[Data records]
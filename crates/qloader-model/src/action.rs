//! Reducer for queries driven locally rather than by a query provider.
//!
//! A caller that runs its own async function can feed lifecycle events
//! through [`QueryResult::apply`] and get a result with the same flag
//! discipline a provider would report.

use chrono::Utc;
use serde::{Deserialize, Serialize};

use crate::query::QueryResult;

/// Lifecycle event of a locally driven query.
#[derive(Debug, Clone, PartialEq, Serialize, Deserialize)]
#[serde(tag = "type", rename_all = "snake_case")]
pub enum QueryAction<T, E> {
    /// First request started.
    Load,
    /// Request started, possibly with data from an earlier one.
    Fetch,
    /// Request failed.
    Error { error: E },
    /// Request completed.
    Success { data: T },
}

impl<T, E> QueryResult<T, E> {
    /// Return the state after `action`.
    #[must_use]
    pub fn apply(self, action: QueryAction<T, E>) -> Self
    where
        T: Clone,
    {
        match action {
            QueryAction::Load => Self {
                is_uninitialized: false,
                is_loading: true,
                is_fetching: true,
                is_success: false,
                is_error: false,
                error: None,
                started_at: Some(Utc::now()),
                ..self
            },
            QueryAction::Fetch => {
                let has_data = self.data.is_some();
                Self {
                    is_uninitialized: false,
                    is_loading: !has_data,
                    is_fetching: true,
                    is_success: has_data,
                    is_error: false,
                    error: None,
                    started_at: Some(Utc::now()),
                    ..self
                }
            }
            QueryAction::Error { error } => Self {
                is_uninitialized: false,
                is_loading: false,
                is_fetching: false,
                is_success: false,
                is_error: true,
                error: Some(error),
                current_data: None,
                ..self
            },
            QueryAction::Success { data } => Self {
                is_uninitialized: false,
                is_loading: false,
                is_fetching: false,
                is_success: true,
                is_error: false,
                error: None,
                current_data: Some(data.clone()),
                data: Some(data),
                fulfilled_at: Some(Utc::now()),
                ..self
            },
        }
    }
}

#[cfg(test)]
mod tests {
    use super::*;
    use crate::error::FetchError;
    use crate::query::QueryStatus;

    type Action = QueryAction<u32, FetchError>;

    #[test]
    fn load_then_success() {
        let query = QueryResult::<u32>::uninitialized().apply(Action::Load);
        assert_eq!(query.status(), QueryStatus::Loading);
        assert!(query.is_fetching);
        assert!(query.started_at.is_some());

        let query = query.apply(Action::Success { data: 9 });
        assert_eq!(query.status(), QueryStatus::Success);
        assert!(!query.is_fetching);
        assert_eq!(query.data, Some(9));
        assert_eq!(query.current_data, Some(9));
        assert!(query.fulfilled_at.is_some());
    }

    #[test]
    fn refetch_keeps_success_while_fetching() {
        let query = QueryResult::<u32>::success(1).apply(Action::Fetch);
        assert!(query.is_success);
        assert!(query.is_fetching);
        assert!(!query.is_loading);
        assert_eq!(query.data, Some(1));
    }

    #[test]
    fn fetch_without_data_is_loading() {
        let query = QueryResult::<u32>::uninitialized().apply(Action::Fetch);
        assert_eq!(query.status(), QueryStatus::Loading);
        assert!(!query.is_uninitialized);
    }

    #[test]
    fn error_keeps_stale_data() {
        let query = QueryResult::<u32>::success(1)
            .apply(Action::Fetch)
            .apply(Action::Error {
                error: FetchError::message("down"),
            });
        assert_eq!(query.status(), QueryStatus::Error);
        assert!(!query.is_success);
        assert!(!query.is_fetching);
        assert_eq!(query.data, Some(1));
        assert_eq!(query.current_data, None);
        assert_eq!(query.error, Some(FetchError::message("down")));
    }

    #[test]
    fn action_wire_shape() {
        let action: Action =
            serde_json::from_str(r#"{"type":"success","data":3}"#).expect("parse action");
        assert_eq!(action, Action::Success { data: 3 });
        let action: Action = serde_json::from_str(r#"{"type":"load"}"#).expect("parse action");
        assert_eq!(action, Action::Load);
    }
}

▶ [WORK REQUEST] Scan the lines above, and whenever one holds the string "provider", copy it.

▶ [REPLY TO THE EXERCISE]
//! Reducer for queries driven locally rather than by a query provider.
//! discipline a provider would report.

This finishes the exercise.